◆ **WHAT YOU WILL DO**:
Every entry must be duplicated word for word.

◆ **DATA TO USE**:
--- --- ---
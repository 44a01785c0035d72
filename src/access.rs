//! Project and task access rules shared by the handlers.

use sqlx::{PgConnection, PgPool, Postgres, QueryBuilder};

use crate::auth::AuthUser;
use crate::error::AppError;
use crate::models::project::Project;
use crate::models::task::Task;

/// Appends `(is_admin OR owner OR member)` for the project aliased as `alias`.
pub fn push_project_access(qb: &mut QueryBuilder<'_, Postgres>, alias: &str, user: &AuthUser) {
    qb.push("(")
        .push_bind(user.is_admin())
        .push(format!(" OR {}.owner_id = ", alias))
        .push_bind(user.id)
        .push(format!(
            " OR EXISTS (SELECT 1 FROM project_members pm WHERE pm.project_id = {}.id AND pm.user_id = ",
            alias
        ))
        .push_bind(user.id)
        .push("))");
}

pub async fn load_project(pool: &PgPool, project_id: i32) -> Result<Project, AppError> {
    sqlx::query_as::<_, Project>("SELECT * FROM projects WHERE id = $1")
        .bind(project_id)
        .fetch_optional(pool)
        .await?
        .ok_or_else(|| AppError::not_found("Project not found"))
}

pub async fn is_member(pool: &PgPool, project_id: i32, user_id: i32) -> Result<bool, AppError> {
    let exists = sqlx::query_scalar::<_, bool>(
        "SELECT EXISTS (SELECT 1 FROM project_members WHERE project_id = $1 AND user_id = $2)",
    )
    .bind(project_id)
    .bind(user_id)
    .fetch_one(pool)
    .await?;
    Ok(exists)
}

/// Owner, member or admin may read the project and work on its tasks.
pub async fn ensure_project_access(
    pool: &PgPool,
    project_id: i32,
    user: &AuthUser,
) -> Result<Project, AppError> {
    let project = load_project(pool, project_id).await?;
    if user.is_admin() || project.owner_id == user.id || is_member(pool, project.id, user.id).await? {
        Ok(project)
    } else {
        Err(AppError::forbidden("You do not have access to this project"))
    }
}

/// Only the owner or an admin may change the project itself or its membership.
pub fn ensure_project_manager(project: &Project, user: &AuthUser) -> Result<(), AppError> {
    if user.is_admin() || project.owner_id == user.id {
        Ok(())
    } else {
        Err(AppError::forbidden(
            "Only the project owner can perform this action",
        ))
    }
}

pub async fn ensure_assignable(
    pool: &PgPool,
    project: &Project,
    assignee_id: i32,
) -> Result<(), AppError> {
    if project.owner_id == assignee_id || is_member(pool, project.id, assignee_id).await? {
        Ok(())
    } else {
        Err(AppError::bad_request(
            "INVALID_ASSIGNEE",
            "Assignee must be the project owner or a project member",
        ))
    }
}

/// Serialises writers that touch one project's dependency graph or column
/// positions until the surrounding transaction ends.
pub async fn lock_project(conn: &mut PgConnection, project_id: i32) -> Result<(), AppError> {
    sqlx::query("SELECT pg_advisory_xact_lock($1)")
        .bind(i64::from(project_id))
        .execute(conn)
        .await?;
    Ok(())
}

pub async fn load_task(pool: &PgPool, task_id: i32) -> Result<Task, AppError> {
    sqlx::query_as::<_, Task>("SELECT * FROM tasks WHERE id = $1")
        .bind(task_id)
        .fetch_optional(pool)
        .await?
        .ok_or_else(|| AppError::not_found("Task not found"))
}

pub async fn load_task_with_access(
    pool: &PgPool,
    task_id: i32,
    user: &AuthUser,
) -> Result<(Task, Project), AppError> {
    let task = load_task(pool, task_id).await?;
    let project = ensure_project_access(pool, task.project_id, user).await?;
    Ok((task, project))
}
--- --- ---
◆ **SOLUTION BELOW**:
repository 44a01785c0035d72
filename src/access.rs
//! Project and task access rules shared by the handlers.

use sqlx::{PgConnection, PgPool, Postgres, QueryBuilder};

use crate::auth::AuthUser;
use crate::error::AppError;
use crate::models::project::Project;
use crate::models::task::Task;

/// Appends `(is_admin OR owner OR member)` for the project aliased as `alias`.
pub fn push_project_access(qb: &mut QueryBuilder<'_, Postgres>, alias: &str, user: &AuthUser) {
    qb.push("(")
        .push_bind(user.is_admin())
        .push(format!(" OR {}.owner_id = ", alias))
        .push_bind(user.id)
        .push(format!(
            " OR EXISTS (SELECT 1 FROM project_members pm WHERE pm.project_id = {}.id AND pm.user_id = ",
            alias
        ))
        .push_bind(user.id)
        .push("))");
}

pub async fn load_project(pool: &PgPool, project_id: i32) -> Result<Project, AppError> {
    sqlx::query_as::<_, Project>("SELECT * FROM projects WHERE id = $1")
        .bind(project_id)
        .fetch_optional(pool)
        .await?
        .ok_or_else(|| AppError::not_found("Project not found"))
}

pub async fn is_member(pool: &PgPool, project_id: i32, user_id: i32) -> Result<bool, AppError> {
    let exists = sqlx::query_scalar::<_, bool>(
        "SELECT EXISTS (SELECT 1 FROM project_members WHERE project_id = $1 AND user_id = $2)",
    )
    .bind(project_id)
    .bind(user_id)
    .fetch_one(pool)
    .await?;
    Ok(exists)
}

/// Owner, member or admin may read the project and work on its tasks.
pub async fn ensure_project_access(
    pool: &PgPool,
    project_id: i32,
    user: &AuthUser,
) -> Result<Project, AppError> {
    let project = load_project(pool, project_id).await?;
    if user.is_admin() || project.owner_id == user.id || is_member(pool, project.id, user.id).await? {
        Ok(project)
    } else {
        Err(AppError::forbidden("You do not have access to this project"))
    }
}

/// Only the owner or an admin may change the project itself or its membership.
pub fn ensure_project_manager(project: &Project, user: &AuthUser) -> Result<(), AppError> {
    if user.is_admin() || project.owner_id == user.id {
        Ok(())
    } else {
        Err(AppError::forbidden(
            "Only the project owner can perform this action",
        ))
    }
}

pub async fn ensure_assignable(
    pool: &PgPool,
    project: &Project,
    assignee_id: i32,
) -> Result<(), AppError> {
    if project.owner_id == assignee_id || is_member(pool, project.id, assignee_id).await? {
        Ok(())
    } else {
        Err(AppError::bad_request(
            "INVALID_ASSIGNEE",
            "Assignee must be the project owner or a project member",
        ))
    }
}

/// Serialises writers that touch one project's dependency graph or column
/// positions until the surrounding transaction ends.
pub async fn lock_project(conn: &mut PgConnection, project_id: i32) -> Result<(), AppError> {
    sqlx::query("SELECT pg_advisory_xact_lock($1)")
        .bind(i64::from(project_id))
        .execute(conn)
        .await?;
    Ok(())
}

pub async fn load_task(pool: &PgPool, task_id: i32) -> Result<Task, AppError> {
    sqlx::query_as::<_, Task>("SELECT * FROM tasks WHERE id = $1")
        .bind(task_id)
        .fetch_optional(pool)
        .await?
        .ok_or_else(|| AppError::not_found("Task not found"))
}

pub async fn load_task_with_access(
    pool: &PgPool,
    task_id: i32,
    user: &AuthUser,
) -> Result<(Task, Project), AppError> {
    let task = load_task(pool, task_id).await?;
    let project = ensure_project_access(pool, task.project_id, user).await?;
    Ok((task, project))
}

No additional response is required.